What to know about long shot GOP presidential candidate Perry Johnson

Johnson was embroiled in a fraudulent signature scandal in Michigan last year.

March 9, 2023, 12:56 PM

Republican Perry Johnson kicked off his long shot 2024 presidential campaign amid the Conservative Political Action Conference last week less than a year after getting booted from the primary ballot in Michigan's gubernatorial race for invalid petition signatures.

Johnson took third in CPAC's straw poll for presidential picks, with nearly 5% of the vote. Though he polled behind former President Donald Trump and Florida Gov. Ron DeSantis, he was ahead of former South Carolina Gov. Nikki Haley and other well-known names like Trump Secretary of State Mike Pompeo, Kentucky Sen. Rand Paul and Trump's vice president, Mike Pence.

While Johnson has no experience in elected office, he has a long career in business in Michigan. with almost 30 years of experience in the quality standards field. Two of his companies -- Perry Johnson Registrars, and Perry Johnson, Inc. -- both can certify businesses as meeting certain industry standards.

He has a bachelor's degree in mathematics from the University of Illinois at Urbana-Champaign, according to the Perry Johnson Foundation website.

Johnson lives in Bloomfield Hills, Michigan -- a Detroit suburb -- with his wife, Diana. He has three kids and is an "avid" bridge player, with five national championship wins, according to the Perry Johnson Foundation.

Before CPAC, his most notable political bid was when he ran for governor in Michigan in 2022 but was removed from the ballot before the Republican primary due to fraudulent and invalid petition signatures.

A review from the Michigan's Bureau of Elections led to him and four other GOP candidates being disqualified because the number of unusable signatures dropped them below the required 15,000 signatures.

Johnson filed 23,193 signatures, but the Bureau of Elections determined 9,393 were invalid.

The Bureau of Elections report breaks down the types of invalid signatures. Out of the signatures thrown out, 68 were from unregistered voters, 2,342 had insufficient information or information that didn't match, and 6,983 were signatures collected by fraudulent-petition circulators.

All five candidates dropped from the ballot had an overlap of the names of the fraudulent-petition circulators.
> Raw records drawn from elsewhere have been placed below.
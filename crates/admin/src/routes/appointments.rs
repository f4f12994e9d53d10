//! Appointment scheduling: confirm visits, assign technicians, set times.

use askama::Template;
use askama_web::WebTemplate;
use axum::{
    Form,
    extract::{Path, Query, State},
    response::Redirect,
};
use chrono::{DateTime, Local, NaiveDate, NaiveDateTime, TimeZone, Utc};
use climatech_core::records::{Appointment, AppointmentUpdate, Technician};
use climatech_core::{AppointmentId, AppointmentStatus, TechnicianId};
use serde::Deserialize;
use tower_sessions::Session;
use tracing::instrument;

use crate::components::{
    DataTableConfig, SortDir, SortValue, TableColumn, TableFilter, TableQuery, TableRow,
    TableState,
};
use crate::error::Result;
use crate::filters;
use crate::middleware::RequireAdminAuth;
use crate::routes::{AdminPage, finish, non_empty, reject};
use crate::state::AppState;

const APPOINTMENTS_PATH: &str = "/appointments";

/// `<input type="datetime-local">` value format.
const DATETIME_LOCAL: &str = "%Y-%m-%dT%H:%M";

/// Appointment flattened for the table and the technician schedule.
#[derive(Debug, Clone)]
pub struct AppointmentRow {
    pub id: AppointmentId,
    pub customer: String,
    pub phone: String,
    pub email: String,
    pub service: String,
    pub address: String,
    pub city: String,
    pub day: Option<NaiveDate>,
    /// Confirmed time, or the customer's preferred date and slot.
    pub when: String,
    /// Confirmed time in `datetime-local` form, empty when unscheduled.
    pub when_input: String,
    pub scheduled: bool,
    /// Technician id as text, empty when unassigned.
    pub technician_id: String,
    pub technician: String,
    pub status: AppointmentStatus,
    pub notes: String,
}

impl From<&Appointment> for AppointmentRow {
    fn from(appointment: &Appointment) -> Self {
        let local = appointment.scheduled_at.map(|t| t.with_timezone(&Local));
        let when = match (local, appointment.preferred_date) {
            (Some(t), _) => t.format("%Y-%m-%d %H:%M").to_string(),
            (None, Some(date)) => {
                let slot = appointment.preferred_time.as_deref().unwrap_or_default();
                format!("{date} {slot} (preferida)").replace("  ", " ")
            }
            (None, None) => String::new(),
        };

        Self {
            id: appointment.id,
            customer: appointment.customer_name.clone(),
            phone: appointment.customer_phone.clone().unwrap_or_default(),
            email: appointment.customer_email.clone().unwrap_or_default(),
            service: appointment.service_name.clone().unwrap_or_default(),
            address: appointment.address.clone().unwrap_or_default(),
            city: appointment.city.clone().unwrap_or_default(),
            day: appointment.day(),
            when,
            when_input: local
                .map(|t| t.format(DATETIME_LOCAL).to_string())
                .unwrap_or_default(),
            scheduled: appointment.scheduled_at.is_some(),
            technician_id: appointment
                .technician_id
                .map(|id| id.to_string())
                .unwrap_or_default(),
            technician: appointment.technician_name.clone().unwrap_or_default(),
            status: appointment.status,
            notes: appointment.notes.clone().unwrap_or_default(),
        }
    }
}

impl TableRow for AppointmentRow {
    fn cell(&self, key: &str) -> String {
        match key {
            "customer" => self.customer.clone(),
            "service" => self.service.clone(),
            "city" => self.city.clone(),
            "when" => self.when.clone(),
            "technician" => self.technician.clone(),
            "status" => self.status.as_str().to_string(),
            _ => String::new(),
        }
    }

    fn search_text(&self, key: &str) -> String {
        match key {
            "status" => self.status.label().to_string(),
            other => self.cell(other),
        }
    }

    fn sort_value(&self, key: &str) -> SortValue {
        match key {
            "when" => self
                .day
                .map_or(SortValue::Empty, |_| SortValue::text(&self.when)),
            other => SortValue::text(&self.cell(other)),
        }
    }
}

fn table_config() -> DataTableConfig {
    DataTableConfig::new(APPOINTMENTS_PATH)
        .column(TableColumn::sortable("when", "Fecha"))
        .column(TableColumn::sortable("customer", "Cliente"))
        .column(TableColumn::sortable("service", "Servicio"))
        .column(TableColumn::sortable("city", "Ciudad"))
        .column(TableColumn::sortable("technician", "Técnico"))
        .column(TableColumn::sortable("status", "Estado"))
        .filter(TableFilter {
            key: "status",
            label: "Estado",
            options: AppointmentStatus::ALL
                .iter()
                .map(|s| (s.as_str().to_string(), s.label().to_string()))
                .collect(),
        })
        .search_placeholder("Buscar por cliente, servicio o técnico...")
        .empty_state("No hay citas agendadas")
        .default_sort("when", SortDir::Asc)
}

/// `(value, label)` option for a select box.
#[derive(Debug, Clone)]
pub struct SelectOption {
    pub value: String,
    pub label: String,
}

/// Every appointment status.
#[must_use]
pub fn status_options() -> Vec<SelectOption> {
    AppointmentStatus::ALL
        .iter()
        .map(|s| SelectOption {
            value: s.as_str().to_string(),
            label: s.label().to_string(),
        })
        .collect()
}

/// Active technicians, by name.
#[must_use]
pub fn technician_options(technicians: &[Technician]) -> Vec<SelectOption> {
    let mut options: Vec<SelectOption> = technicians
        .iter()
        .filter(|t| t.is_active)
        .map(|t| SelectOption {
            value: t.id.to_string(),
            label: t.name.clone(),
        })
        .collect();
    options.sort_by(|a, b| a.label.cmp(&b.label));
    options
}

#[derive(Template, WebTemplate)]
#[template(path = "appointments/index.html")]
pub struct AppointmentsIndexTemplate {
    pub page: AdminPage,
    pub table: TableState<AppointmentRow>,
    pub statuses: Vec<SelectOption>,
    pub technicians: Vec<SelectOption>,
}

#[instrument(skip(admin, state, session, query))]
pub async fn index(
    RequireAdminAuth(admin): RequireAdminAuth,
    State(state): State<AppState>,
    session: Session,
    Query(query): Query<TableQuery>,
) -> Result<AppointmentsIndexTemplate> {
    let api = state.api().as_user(&admin.backend);
    let (appointments, technicians) = tokio::join!(api.list_appointments(), api.list_technicians());
    let rows = appointments?.iter().map(AppointmentRow::from).collect();
    let technicians = technicians?;

    Ok(AppointmentsIndexTemplate {
        page: AdminPage::new(&admin, APPOINTMENTS_PATH, &session).await,
        table: TableState::build(rows, &table_config(), &query),
        statuses: status_options(),
        technicians: technician_options(&technicians),
    })
}

/// Scheduling form on each table row. Blank fields are left unchanged.
#[derive(Debug, Default, Deserialize)]
pub struct AppointmentForm {
    #[serde(default)]
    pub status: String,
    #[serde(default)]
    pub technician_id: String,
    #[serde(default)]
    pub scheduled_at: String,
    /// Where to go back to (the table or a technician schedule).
    #[serde(default)]
    pub back: String,
}

/// Read a `datetime-local` value as server-local time.
fn parse_local(raw: &str) -> Option<DateTime<Utc>> {
    let naive = NaiveDateTime::parse_from_str(raw.trim(), DATETIME_LOCAL).ok()?;
    Local
        .from_local_datetime(&naive)
        .earliest()
        .map(|t| t.with_timezone(&Utc))
}

impl AppointmentForm {
    /// Build the partial update.
    ///
    /// # Errors
    ///
    /// Returns a message when a field does not parse.
    pub fn to_update(&self) -> std::result::Result<AppointmentUpdate, String> {
        let status = non_empty(&self.status)
            .map(|s| s.parse::<AppointmentStatus>())
            .transpose()
            .map_err(|_| "Estado no válido".to_string())?;
        let technician_id = non_empty(&self.technician_id)
            .map(|s| s.parse::<TechnicianId>())
            .transpose()
            .map_err(|_| "Técnico no válido".to_string())?;
        let scheduled_at = match non_empty(&self.scheduled_at) {
            Some(raw) => Some(parse_local(&raw).ok_or_else(|| "Fecha y hora no válidas".to_string())?),
            None => None,
        };

        Ok(AppointmentUpdate {
            status,
            technician_id,
            scheduled_at,
        })
    }

    /// Redirect target: a local path from the form, or the table.
    #[must_use]
    pub fn back(&self) -> String {
        if self.back.starts_with('/') && !self.back.starts_with("//") {
            self.back.clone()
        } else {
            APPOINTMENTS_PATH.to_string()
        }
    }
}

/// Apply a status, technician or time change.
#[instrument(skip(admin, state, session, form))]
pub async fn update(
    RequireAdminAuth(admin): RequireAdminAuth,
    State(state): State<AppState>,
    session: Session,
    Path(id): Path<i64>,
    Form(form): Form<AppointmentForm>,
) -> Result<Redirect> {
    let back = form.back();
    let update = match form.to_update() {
        Ok(update) if update.is_empty() => {
            return Ok(reject(&session, &back, "No hay cambios para guardar").await);
        }
        Ok(update) => update,
        Err(message) => return Ok(reject(&session, &back, message).await),
    };

    let outcome = state
        .api()
        .as_user(&admin.backend)
        .update_appointment(AppointmentId::new(id), &update)
        .await
        .map(|appointment| {
            tracing::info!(
                appointment_id = %appointment.id,
                status = %appointment.status,
                "Appointment updated"
            );
            format!("Cita de {} actualizada", appointment.customer_name)
        });
    finish(&session, &back, outcome).await
}

#[cfg(test)]
#[allow(clippy::unwrap_used)]
mod tests {
    use serde_json::json;

    use super::*;

    fn appointment(value: serde_json::Value) -> Appointment {
        serde_json::from_value(value).unwrap()
    }

    #[test]
    fn test_row_prefers_confirmed_time() {
        let preferred = AppointmentRow::from(&appointment(json!({
            "id": 1, "customerName": "Ana", "preferredDate": "2026-05-04", "preferredTime": "morning"
        })));
        assert_eq!(preferred.when, "2026-05-04 morning (preferida)");
        assert!(!preferred.scheduled);
        assert!(preferred.when_input.is_empty());

        let confirmed = AppointmentRow::from(&appointment(json!({
            "id": 2, "customerName": "Ana", "preferredDate": "2026-05-04",
            "scheduledAt": "2026-05-05T15:00:00Z", "technicianId": 7, "status": "confirmed"
        })));
        assert!(confirmed.scheduled);
        assert_eq!(confirmed.technician_id, "7");
        assert_eq!(confirmed.cell("status"), "confirmed");
        assert_eq!(confirmed.when_input.len(), 16);
    }

    #[test]
    fn test_unscheduled_rows_sort_last() {
        let rows: Vec<AppointmentRow> = [
            json!({"id": 1, "customerName": "Sin fecha"}),
            json!({"id": 2, "customerName": "Ana", "preferredDate": "2026-05-04"}),
        ]
        .into_iter()
        .map(|v| AppointmentRow::from(&appointment(v)))
        .collect();
        let state = TableState::build(rows, &table_config(), &TableQuery::default());
        assert_eq!(state.rows[0].customer, "Ana");
    }

    #[test]
    fn test_form_builds_partial_update() {
        let form = AppointmentForm {
            status: "confirmed".into(),
            technician_id: " ".into(),
            scheduled_at: "2026-05-05T10:30".into(),
            back: "/technicians/3".into(),
        };
        let update = form.to_update().unwrap();
        assert_eq!(update.status, Some(AppointmentStatus::Confirmed));
        assert_eq!(update.technician_id, None);
        assert!(update.scheduled_at.is_some());
        assert_eq!(form.back(), "/technicians/3");
    }

    #[test]
    fn test_form_rejects_bad_values_and_open_redirects() {
        let bad_time = AppointmentForm {
            scheduled_at: "mañana".into(),
            back: "//evil.example".into(),
            ..AppointmentForm::default()
        };
        assert_eq!(bad_time.to_update(), Err("Fecha y hora no válidas".to_string()));
        assert_eq!(bad_time.back(), APPOINTMENTS_PATH);

        let empty = AppointmentForm::default();
        assert!(empty.to_update().unwrap().is_empty());
    }

    #[test]
    fn test_technician_options_skip_inactive() {
        let technicians: Vec<Technician> = serde_json::from_value(json!([
            {"id": 2, "name": "Pedro"},
            {"id": 1, "name": "Andrés"},
            {"id": 3, "name": "Inactivo", "isActive": false}
        ]))
        .unwrap();
        let labels: Vec<String> = technician_options(&technicians)
            .into_iter()
            .map(|o| o.label)
            .collect();
        assert_eq!(labels, vec!["Andrés", "Pedro"]);
    }
}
Five names appeared on all five lists.

PHOTO: Perry Johnson speaks during the Conservative Political Action Conference, CPAC 2023, at the Gaylord National Resort & Convention Center on March 2, 2023, in National Harbor, Maryland.
Perry Johnson speaks during the Conservative Political Action Conference, CPAC 2023, at the Gaylord National Resort & Convention Center on March 2, 2023, in National Harbor, Maryland.
Jack Gruber-USA Today

Out of the five dropped candidates, Johnson had the smallest number of invalid signatures. Republican Michael Brown had 13,809 total invalid signatures -– more than half of the nearly 21,000 filed.

Donna Brandenburg had 11,144 invalid signatures out of more than 17,500 filed.

Michael Markey had 17,374 invalid signatures out of 21,804 filed. Markey only had signatures discounted because of fraudulent-petition circulators.

James Craig had 11,113 invalid signatures out of more than 21,000 filed. Craig still ran as a write-in candidate for the Republican primary and snagged 3% of the vote.

Johnson filed a lawsuit against the state to get his name back on the ballot, but he lost the suit and an appeal to a state judge.

He filed his paperwork to run for president in 2024 nearly a month ago and spent six figures on a Super Bowl ad that ran in Iowa. The ad showed plus-sized versions of several Democratic congresspeople, calling them part of the "bloated" government.

The ad -- and part of Johnson's platform -- focuses on reducing federal spending by 2% each year. He recently published a book titled "Two Cents to Save America."

In his CPAC speech, he touted conservative talking points seen across the conference.

"I am pro-life, I am pro-Second Amendment, I am pro-freedom and, let's face it, I am anti-China," Johnson said. He went on to criticize the amount of aid the U.S. is sending Ukraine in its fight against Russia, though Johnson did say in his remarks he doesn't trust Vladimir Putin.